⟨

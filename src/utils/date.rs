// Tolerant timestamp handling for upstream date fields

use chrono::{DateTime, NaiveDate};

/// Parse an upstream timestamp string to epoch seconds (UTC).
///
/// RFC3339 first ("2026-03-01T10:00:00Z", offset forms included), then bare
/// "YYYY-MM-DD" at midnight UTC. Anything else is None; unparsable dates are
/// dropped rather than poisoning downstream reductions.
pub fn parse_ts(raw: &str) -> Option<i64> {
    let raw = raw.trim();
    if raw.is_empty() {
        return None;
    }
    if let Ok(dt) = DateTime::parse_from_rfc3339(raw) {
        return Some(dt.timestamp());
    }
    if let Ok(date) = NaiveDate::parse_from_str(raw, "%Y-%m-%d") {
        return date.and_hms_opt(0, 0, 0).map(|dt| dt.and_utc().timestamp());
    }
    None
}

/// Min/max over a collection of optional timestamps, skipping the missing
/// ones. None when nothing parses.
pub fn date_bounds<I>(timestamps: I) -> Option<(i64, i64)>
where
    I: IntoIterator<Item = Option<i64>>,
{
    let mut bounds: Option<(i64, i64)> = None;
    for ts in timestamps.into_iter().flatten() {
        bounds = Some(match bounds {
            Some((min, max)) => (min.min(ts), max.max(ts)),
            None => (ts, ts),
        });
    }
    bounds
}

/// Round to two decimal places
pub fn round2(value: f64) -> f64 {
    (value * 100.0).round() / 100.0
}

#[cfg(test)]
mod tests {
    use super::*;

    #[test]
    fn test_parse_rfc3339() {
        assert_eq!(parse_ts("1970-01-01T00:00:10Z"), Some(10));
        assert!(parse_ts("2026-03-01T10:00:00+02:00").is_some());
    }

    #[test]
    fn test_parse_bare_date() {
        assert_eq!(parse_ts("1970-01-02"), Some(86_400));
    }

    #[test]
    fn test_unparsable_is_none() {
        assert_eq!(parse_ts("not a date"), None);
        assert_eq!(parse_ts(""), None);
        assert_eq!(parse_ts("03/01/2026"), None);
    }

    #[test]
    fn test_date_bounds_skips_missing() {
        let bounds = date_bounds(vec![Some(5), None, Some(2), Some(9), None]);
        assert_eq!(bounds, Some((2, 9)));
        assert_eq!(date_bounds(vec![None, None]), None);
        assert_eq!(date_bounds(Vec::new()), None);
    }

    #[test]
    fn test_round2() {
        assert_eq!(round2(6.666_666), 6.67);
        assert_eq!(round2(0.0), 0.0);
        assert_eq!(round2(2.5), 2.5);
    }
}
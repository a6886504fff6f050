//! Canonical stage and priority resolution
//!
//! Translates whatever a tracker sent (workflow integers, numeric strings,
//! free-text status names in any casing) into the canonical 13-stage model.
//! Resolution is pure and never fails: anything unrecognized silently becomes
//! stage 0 (To Do) / priority Medium. That default is a long-standing
//! compatibility contract with the upstream boards; a fallback counter and a
//! debug log line record each miss so data-quality drift stays visible.

pub mod alias;

use std::sync::atomic::{AtomicU64, Ordering};

use crate::models::{AnnotatedTicket, CanonicalStage, Priority, RawField, Ticket};

static FALLBACK_HITS: AtomicU64 = AtomicU64::new(0);

/// Number of times resolve_stage has fallen through to the To Do default
/// since process start.
pub fn fallback_hits() -> u64 {
    FALLBACK_HITS.load(Ordering::Relaxed)
}

fn record_fallback(raw: &str) {
    FALLBACK_HITS.fetch_add(1, Ordering::Relaxed);
    log::debug!("unrecognized status {:?}, defaulting to To Do", raw);
}

/// Resolve a raw status representation to a canonical stage.
///
/// - Integers 0..=12 pass through as that stage ordinal.
/// - Numeric strings are treated as integers first.
/// - Other strings are normalized and run through the ordered alias table
///   (see [`alias::STAGE_ALIASES`]), first match wins.
/// - No match resolves to To Do, never an error.
pub fn resolve_stage(raw: Option<&RawField>) -> CanonicalStage {
    let raw = match raw {
        Some(r) => r,
        None => {
            record_fallback("<missing>");
            return CanonicalStage::ToDo;
        }
    };

    match raw {
        RawField::Int(n) => stage_from_int(*n),
        RawField::Text(s) => {
            // Numeric strings are workflow integers in disguise
            if let Ok(n) = s.trim().parse::<i64>() {
                return stage_from_int(n);
            }
            let normalized = alias::normalize(s);
            for (rule, stage) in alias::STAGE_ALIASES {
                if rule.matches(&normalized) {
                    return *stage;
                }
            }
            record_fallback(s);
            CanonicalStage::ToDo
        }
    }
}

fn stage_from_int(n: i64) -> CanonicalStage {
    if let Ok(idx) = u8::try_from(n) {
        if let Some(stage) = CanonicalStage::from_index(idx) {
            return stage;
        }
    }
    record_fallback(&n.to_string());
    CanonicalStage::ToDo
}

/// Resolve a raw priority representation to the 3-level ordinal.
///
/// Integers 0/1/2 and case-insensitive low/medium/high strings are
/// recognized; everything else defaults to Medium.
pub fn resolve_priority(raw: Option<&RawField>) -> Priority {
    match raw {
        Some(RawField::Int(n)) => u8::try_from(*n)
            .ok()
            .and_then(Priority::from_index)
            .unwrap_or(Priority::Medium),
        Some(RawField::Text(s)) => {
            if let Ok(n) = s.trim().parse::<i64>() {
                return u8::try_from(n)
                    .ok()
                    .and_then(Priority::from_index)
                    .unwrap_or(Priority::Medium);
            }
            match s.trim().to_lowercase().as_str() {
                "low" => Priority::Low,
                "medium" => Priority::Medium,
                "high" => Priority::High,
                _ => Priority::Medium,
            }
        }
        None => Priority::Medium,
    }
}

/// Annotate a ticket with its resolved stage and priority
pub fn annotate_ticket(ticket: Ticket) -> AnnotatedTicket {
    let stage = resolve_stage(ticket.raw_status.as_ref());
    let priority = resolve_priority(ticket.raw_priority.as_ref());
    AnnotatedTicket {
        ticket,
        stage,
        priority,
    }
}

/// Annotate a whole collection
pub fn annotate(tickets: Vec<Ticket>) -> Vec<AnnotatedTicket> {
    tickets.into_iter().map(annotate_ticket).collect()
}

#[cfg(test)]
mod tests {
    use super::*;

    fn stage_of(raw: RawField) -> CanonicalStage {
        resolve_stage(Some(&raw))
    }

    #[test]
    fn test_integer_pass_through() {
        for idx in 0u8..=12 {
            let stage = stage_of(RawField::Int(idx as i64));
            assert_eq!(stage.as_index(), idx);
        }
    }

    #[test]
    fn test_numeric_string_as_integer() {
        assert_eq!(stage_of(RawField::from("7")), CanonicalStage::SecurityTesting);
        assert_eq!(stage_of(RawField::from(" 11 ")), CanonicalStage::Done);
    }

    #[test]
    fn test_backlog_aliases() {
        for raw in ["BACKLOG", "To Do", "SELECTED_FOR_DEV", "open", "new"] {
            assert_eq!(stage_of(RawField::from(raw)), CanonicalStage::ToDo, "{}", raw);
        }
    }

    #[test]
    fn test_done_aliases() {
        for raw in ["DONE", "Live", "Closed", "resolved", "Deployed"] {
            assert_eq!(stage_of(RawField::from(raw)), CanonicalStage::Done, "{}", raw);
        }
    }

    #[test]
    fn test_security_substring_beats_test() {
        for raw in [
            "Security Testing",
            "IN SECURITY REVIEW",
            "security - pentest",
            "Awaiting Security Test",
        ] {
            assert_eq!(
                stage_of(RawField::from(raw)),
                CanonicalStage::SecurityTesting,
                "{}",
                raw
            );
        }
    }

    #[test]
    fn test_unknown_defaults_to_todo() {
        let before = fallback_hits();
        assert_eq!(
            stage_of(RawField::from("totally-unknown-value")),
            CanonicalStage::ToDo
        );
        assert!(fallback_hits() > before);
    }

    #[test]
    fn test_missing_defaults_to_todo() {
        assert_eq!(resolve_stage(None), CanonicalStage::ToDo);
    }

    #[test]
    fn test_out_of_range_integer_defaults() {
        assert_eq!(stage_of(RawField::Int(13)), CanonicalStage::ToDo);
        assert_eq!(stage_of(RawField::Int(-1)), CanonicalStage::ToDo);
    }

    #[test]
    fn test_priority_resolution() {
        assert_eq!(resolve_priority(Some(&RawField::Int(0))), Priority::Low);
        assert_eq!(resolve_priority(Some(&RawField::Int(2))), Priority::High);
        assert_eq!(resolve_priority(Some(&RawField::from("HIGH"))), Priority::High);
        assert_eq!(resolve_priority(Some(&RawField::from("low"))), Priority::Low);
        assert_eq!(resolve_priority(Some(&RawField::from("2"))), Priority::High);
        assert_eq!(resolve_priority(Some(&RawField::from("urgent"))), Priority::Medium);
        assert_eq!(resolve_priority(Some(&RawField::Int(9))), Priority::Medium);
        assert_eq!(resolve_priority(None), Priority::Medium);
    }

    #[test]
    fn test_annotate() {
        let mut ticket = Ticket::new(1, "Fix login");
        ticket.raw_status = Some(RawField::from("IN_PROGRESS"));
        ticket.raw_priority = Some(RawField::from("High"));
        let annotated = annotate_ticket(ticket);
        assert_eq!(annotated.stage, CanonicalStage::InProgress);
        assert_eq!(annotated.priority, Priority::High);
    }
}
use serde::Serialize;

use crate::filter::TicketFilter;
use crate::models::{AnnotatedTicket, Project, Team};

/// Active/done split over a ticket set
#[derive(Debug, Clone, Copy, Default, PartialEq, Eq, Serialize)]
pub struct Workload {
    pub total: usize,
    pub active: usize,
    pub done: usize,
}

/// Dev vs incident counts. A ticket lands in exactly one category, decided
/// by its issue type; never double-counted.
#[derive(Debug, Clone, Copy, Default, PartialEq, Eq, Serialize)]
pub struct CategoryCounts {
    pub dev: usize,
    pub incidents: usize,
}

#[derive(Debug, Clone, Serialize)]
pub struct TeamWorkload {
    pub team: String,
    pub workload: Workload,
    pub categories: CategoryCounts,
}

/// Workload over an already-filtered ticket set. Done means stage 11 or an
/// external resolution timestamp; active is everything else.
pub fn workload(tickets: &[AnnotatedTicket]) -> Workload {
    let total = tickets.len();
    let done = tickets.iter().filter(|t| t.is_done()).count();
    Workload {
        total,
        active: total - done,
        done,
    }
}

pub fn categorize(tickets: &[AnnotatedTicket]) -> CategoryCounts {
    let incidents = tickets.iter().filter(|t| t.ticket.is_incident()).count();
    CategoryCounts {
        dev: tickets.len() - incidents,
        incidents,
    }
}

/// Per-team workload rollup. Each team's slice is selected with the same
/// team predicate the filter pipeline uses, so the numbers agree with the
/// board views. A team with no matching tickets reports all zeros.
pub fn workload_by_team(
    teams: &[Team],
    tickets: &[AnnotatedTicket],
    projects: &[Project],
) -> Vec<TeamWorkload> {
    teams
        .iter()
        .map(|team| {
            let mine = TicketFilter::new().team(team).apply(tickets, projects);
            TeamWorkload {
                team: team.name.clone(),
                workload: workload(&mine),
                categories: categorize(&mine),
            }
        })
        .collect()
}
use assert_cmd::Command;
use predicates::prelude::*;
use std::fs;
use tempfile::TempDir;

const SNAPSHOT: &str = r#"{
    "teams": [
        {"id": 1, "name": "Payments", "keyPrefix": "PAY"},
        {"id": 2, "name": "Enterprise Solution", "keyPrefix": "ENT"}
    ],
    "projects": [
        {"id": 10, "name": "Card Gateway", "teamId": 1, "plannedPoints": 20.0, "completedPoints": 5.0}
    ],
    "tickets": {"items": [
        {"id": 100, "title": "Fix timeout", "jiraKey": "PAY-1", "projectId": 10,
         "status": "In Progress", "priority": "High", "deliveryPoints": 3.0,
         "createdAt": "2026-01-10T09:00:00Z"},
        {"id": 101, "title": "Pen test findings", "jiraKey": "ENT-2",
         "status": "Security Testing", "priority": 2},
        {"id": 102, "title": "Old cleanup", "jira_key": "PAY-3", "project_id": 10,
         "status": 11, "delivery_points": 2.0}
    ]},
    "movements": [
        {"ticketKey": "PAY-1", "fromLevel": "L1", "toLevel": "L3"},
        {"ticketKey": "PAY-3", "fromLevel": "L3", "toLevel": "L1"}
    ]
}"#;

fn write_snapshot(dir: &TempDir) -> std::path::PathBuf {
    let path = dir.path().join("snapshot.json");
    fs::write(&path, SNAPSHOT).unwrap();
    path
}

fn stagehand() -> Command {
    Command::cargo_bin("stagehand").unwrap()
}

#[test]
fn test_workload_table() {
    let dir = TempDir::new().unwrap();
    let path = write_snapshot(&dir);
    stagehand()
        .arg(&path)
        .arg("workload")
        .assert()
        .success()
        .stdout(predicate::str::contains("Payments"))
        .stdout(predicate::str::contains("Enterprise Solution"))
        .stdout(predicate::str::contains("Data window: 2026-01-10"));
}

#[test]
fn test_execution_board_has_panels() {
    let dir = TempDir::new().unwrap();
    let path = write_snapshot(&dir);
    stagehand()
        .arg(&path)
        .args(["board", "--team", "Payments", "--view", "execution"])
        .assert()
        .success()
        .stdout(predicate::str::contains("Backlog"))
        .stdout(predicate::str::contains("Completed"))
        .stdout(predicate::str::contains("Rollbacks"))
        .stdout(predicate::str::contains("Fix timeout"));
}

#[test]
fn test_sprint_board_uses_raw_status() {
    let dir = TempDir::new().unwrap();
    let path = write_snapshot(&dir);
    stagehand()
        .arg(&path)
        .args(["board", "--team", "Payments", "--view", "sprint"])
        .assert()
        .success()
        .stdout(predicate::str::contains("In Progress"));
}

#[test]
fn test_histogram() {
    let dir = TempDir::new().unwrap();
    let path = write_snapshot(&dir);
    stagehand()
        .arg(&path)
        .arg("histogram")
        .assert()
        .success()
        .stdout(predicate::str::contains("Security Testing"))
        .stdout(predicate::str::contains("Live/Done"));
}

#[test]
fn test_escalations_exclude_de_escalations() {
    let dir = TempDir::new().unwrap();
    let path = write_snapshot(&dir);
    stagehand()
        .arg(&path)
        .arg("escalations")
        .assert()
        .success()
        .stdout(predicate::str::contains("PAY-1"))
        .stdout(predicate::str::contains("de-escalation"))
        .stdout(predicate::str::contains("PAY-3").not());
}

#[test]
fn test_missing_snapshot_is_a_user_error() {
    let dir = TempDir::new().unwrap();
    stagehand()
        .arg(dir.path().join("nope.json"))
        .arg("workload")
        .assert()
        .failure()
        .stderr(predicate::str::contains("cannot read snapshot"));
}

#[test]
fn test_malformed_snapshot_mentions_connectivity() {
    let dir = TempDir::new().unwrap();
    let path = dir.path().join("bad.json");
    fs::write(&path, "{\"tickets\": [{\"title\": \"no id\"}]}").unwrap();
    stagehand()
        .arg(&path)
        .arg("workload")
        .assert()
        .failure()
        .stderr(predicate::str::contains("check backend connectivity"));
}
//! # Render Error Type
//!
//! This module defines [`RenderError`], the unified error enum for a render
//! pass.  It aggregates failures from:
//!
//! - **Term operations** (evaluating expressions, converting values to text),
//! - **Module resolution** (unknown modules, missing initializers),
//! - **Live document access** (see [`DocumentError`]).
//!
//! Conversions from the underlying error types are derived with `#[from]`,
//! so `?` works at every call site.  A render pass that fails with any of
//! these errors leaves the live document untouched.

use crate::{DocumentError, ModuleId};
use boxed_terms::TermError;
use thiserror::Error;

/// Represents all possible errors that can occur while rendering and
/// patching.
#[derive(Debug, Clone, PartialEq, Error)]
pub enum RenderError {
    /// A term operation failed, e.g. an expression produced a value that has
    /// no textual form.
    #[error(transparent)]
    Term(#[from] TermError),

    /// A component addressed as stateful (it has a `cid` prop) has no state
    /// yet and no initializer.
    #[error("component {module} is initialized on the client, but doesn't have init implemented")]
    MissingHandler { module: ModuleId },

    /// A template referenced a module that is not in the registry.
    #[error("module {0} is not registered")]
    UnknownModule(ModuleId),

    /// An operation needed a mounted page but none was mounted.
    #[error("no page is mounted")]
    NoPage,

    #[error(transparent)]
    Document(#[from] DocumentError),
}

⟩

WHAT YOU HAVE TO DO: Reproduce every line in the data that has the word "before" in it.

ANSWER BOX:
        let before = fallback_hits();
        assert!(fallback_hits() > before);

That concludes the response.